* [Task prompt] Give as output the line that contains "line2.push_str(word);", followed by every remaining line of the entries, unchanged and with nothing added.

* [Stored data]
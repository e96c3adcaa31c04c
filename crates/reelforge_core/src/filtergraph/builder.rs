//! Filter graph builder.
//!
//! Assembles the fixed-stage transformation pipeline for one clip. Every
//! optional stage is either present in its canonical slot or absent;
//! there are no conditional orderings. Disabled stages simply do not
//! appear, so the emitted graph is always internally consistent.

use std::path::Path;

use crate::config::AudioSettings;
use crate::dub::DubAsset;
use crate::models::{ColorFilter, WatermarkAnchor};
use crate::subtitles::escape_filter_path;

use super::graph::{AudioMap, FilterGraph, StageKind, FRAME_HEIGHT, FRAME_WIDTH};

/// Fixed width the watermark is scaled to before overlay.
const WATERMARK_WIDTH: u32 = 108;
/// Fixed margin between the watermark and its anchor corner.
const WATERMARK_MARGIN: u32 = 40;
/// How long the hook text stays on screen.
const HOOK_SECONDS: u32 = 5;
/// Maximum characters per hook line.
const HOOK_LINE_CHARS: usize = 30;
/// Progress bar fill height in pixels.
const BAR_HEIGHT: u32 = 10;
/// Progress bar border thickness.
const BAR_BORDER: u32 = 2;
/// Progress bar distance from the bottom edge.
const BAR_BOTTOM_OFFSET: u32 = 25;

/// Everything the builder needs for one clip's graph.
///
/// `source` is the file the render actually reads: the original source
/// video, or the reduced-resolution working copy in performance mode (in
/// which case `seek_secs` is zero because the copy is already cut).
pub struct GraphSpec<'a> {
    pub source: &'a Path,
    pub seek_secs: f64,
    pub duration_secs: f64,
    pub color_filter: Option<ColorFilter>,
    pub hook_text: Option<&'a str>,
    /// Materialized subtitle file; `None` when the track is empty.
    pub subtitle_file: Option<&'a Path>,
    pub watermark: Option<&'a Path>,
    pub watermark_anchor: WatermarkAnchor,
    pub progress_bar: bool,
    pub dub: &'a DubAsset,
    pub audio: &'a AudioSettings,
}

/// Build the transformation graph for one clip.
///
/// Stage order is fixed: trim, crop, color filter, hook text, subtitle
/// burn-in, watermark overlay, progress bar, audio mix. Trim and crop are
/// unconditional; each optional stage appears iff its input is present.
pub fn build_filter_graph(spec: &GraphSpec<'_>) -> FilterGraph {
    let mut stages = vec![StageKind::Trim, StageKind::Crop];
    let mut chains: Vec<String> = Vec::new();
    let mut extra_inputs = Vec::new();
    let mut label_seq = 0usize;

    // Trim is realized as input seek options; the filter chain starts at
    // the crop. Center-crop to 9:16 by computing width from height, then
    // scale up to the fixed output frame.
    let mut current = next_label(&mut label_seq);
    chains.push(format!(
        "[0:v]crop=ih*(9/16):ih,scale={w}:{h}:force_original_aspect_ratio=decrease,pad={w}:{h}:(ow-iw)/2:(oh-ih)/2[{out}]",
        w = FRAME_WIDTH,
        h = FRAME_HEIGHT,
        out = current,
    ));

    if let Some(filter) = spec.color_filter {
        stages.push(StageKind::ColorFilter);
        let out = next_label(&mut label_seq);
        chains.push(format!("[{}]{}[{}]", current, filter.ffmpeg_filter(), out));
        current = out;
    }

    if let Some(hook) = spec.hook_text {
        if let Some(drawtext) = hook_text_filter(hook) {
            stages.push(StageKind::HookText);
            let out = next_label(&mut label_seq);
            chains.push(format!("[{}]{}[{}]", current, drawtext, out));
            current = out;
        }
    }

    if let Some(subtitle_file) = spec.subtitle_file {
        stages.push(StageKind::SubtitleBurnIn);
        let out = next_label(&mut label_seq);
        chains.push(format!(
            "[{}]subtitles='{}'[{}]",
            current,
            escape_filter_path(subtitle_file),
            out
        ));
        current = out;
    }

    if let Some(watermark) = spec.watermark {
        stages.push(StageKind::WatermarkOverlay);
        extra_inputs.push(watermark.to_path_buf());
        let wm_input = extra_inputs.len(); // source is input 0
        let out = next_label(&mut label_seq);
        chains.push(format!(
            "[{}:v]scale={}:-1[wm];[{}][wm]overlay={}[{}]",
            wm_input,
            WATERMARK_WIDTH,
            current,
            spec.watermark_anchor.overlay_position(WATERMARK_MARGIN),
            out
        ));
        current = out;
    }

    if spec.progress_bar {
        stages.push(StageKind::ProgressBar);
        let bordered = next_label(&mut label_seq);
        let out = next_label(&mut label_seq);
        // Color sources must carry an explicit duration or the graph
        // never reaches EOF.
        chains.push(format!(
            "color=c=black:s={w}x{bh}:d={d:.3}[pbborder];\
             color=c=0x00FFFF:s={w}x{fh}:d={d:.3}[pbfill];\
             [{cur}][pbborder]overlay=0:H-{border_y}:shortest=1[{bordered}];\
             [{bordered}][pbfill]overlay=x='W*(t/{d:.3}-1)':y=H-{fill_y}:shortest=1[{out}]",
            w = FRAME_WIDTH,
            bh = BAR_HEIGHT + BAR_BORDER * 2,
            fh = BAR_HEIGHT,
            d = spec.duration_secs,
            cur = current,
            border_y = BAR_HEIGHT + BAR_BORDER * 2 + BAR_BOTTOM_OFFSET,
            bordered = bordered,
            fill_y = BAR_HEIGHT + BAR_BORDER + BAR_BOTTOM_OFFSET,
            out = out,
        ));
        current = out;
    }

    let audio_map = match (spec.dub.is_synthesized(), &spec.dub.path) {
        (true, Some(dub_path)) => {
            stages.push(StageKind::AudioMix);
            extra_inputs.push(dub_path.clone());
            let dub_input = extra_inputs.len();
            chains.push(format!(
                "[0:a]volume={orig}[aorig];[{dub}:a]volume={boost}[adub];\
                 [aorig][adub]amix=inputs=2:duration=first[aout]",
                orig = spec.audio.original_level,
                dub = dub_input,
                boost = spec.audio.dub_level,
            ));
            AudioMap::Mixed("aout".to_string())
        }
        _ => AudioMap::Passthrough,
    };

    FilterGraph {
        stages,
        source: spec.source.to_path_buf(),
        seek_secs: spec.seek_secs,
        duration_secs: spec.duration_secs,
        extra_inputs,
        filter_complex: chains.join(";"),
        video_out: current,
        audio_map,
    }
}

fn next_label(seq: &mut usize) -> String {
    let label = format!("v{}", seq);
    *seq += 1;
    label
}

/// Build the drawtext filter for the hook line.
///
/// The text is sanitized for the filter language, clipped to 60 chars,
/// and split into at most two lines drawn in a white box near the top of
/// the frame during the first seconds of the clip.
fn hook_text_filter(hook: &str) -> Option<String> {
    let sanitized: String = hook
        .chars()
        .filter(|c| !matches!(c, '\\' | '\'' | '"'))
        .map(|c| match c {
            ':' | '\n' | '\r' => ' ',
            other => other,
        })
        .take(60)
        .collect();
    let sanitized = sanitized.trim();
    if sanitized.is_empty() {
        return None;
    }

    let (line1, line2) = split_hook_lines(sanitized);

    let mut filter = drawtext_line(&line1, 100);
    if let Some(line2) = line2 {
        filter.push(',');
        filter.push_str(&drawtext_line(&line2, 190));
    }
    Some(filter)
}

fn drawtext_line(text: &str, y: u32) -> String {
    format!(
        "drawtext=text='{}':fontsize=64:fontcolor=black:x=(w-text_w)/2:y={}:\
         enable='between(t,0,{})':box=1:boxcolor=white@0.95:boxborderw=25",
        text, y, HOOK_SECONDS
    )
}

/// Split hook text into up to two lines of at most `HOOK_LINE_CHARS`.
fn split_hook_lines(text: &str) -> (String, Option<String>) {
    let mut line1 = String::new();
    let mut line2 = String::new();
    for word in text.split_whitespace() {
        if line1.is_empty() || line1.len() + 1 + word.len() <= HOOK_LINE_CHARS {
            if !line1.is_empty() {
                line1.push(' ');
            }
            line1.push_str(word);
        } else {
            if !line2.is_empty() {
                line2.push(' ');
            }
            line2.push_str(word);
        }
    }

    if line2.is_empty() {
        (line1, None)
    } else {
        (line1, Some(line2))
    }
}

* [Response]
            line2.push_str(word);
        }
    }

    if line2.is_empty() {
        (line1, None)
    } else {
        (line1, Some(line2))
    }
}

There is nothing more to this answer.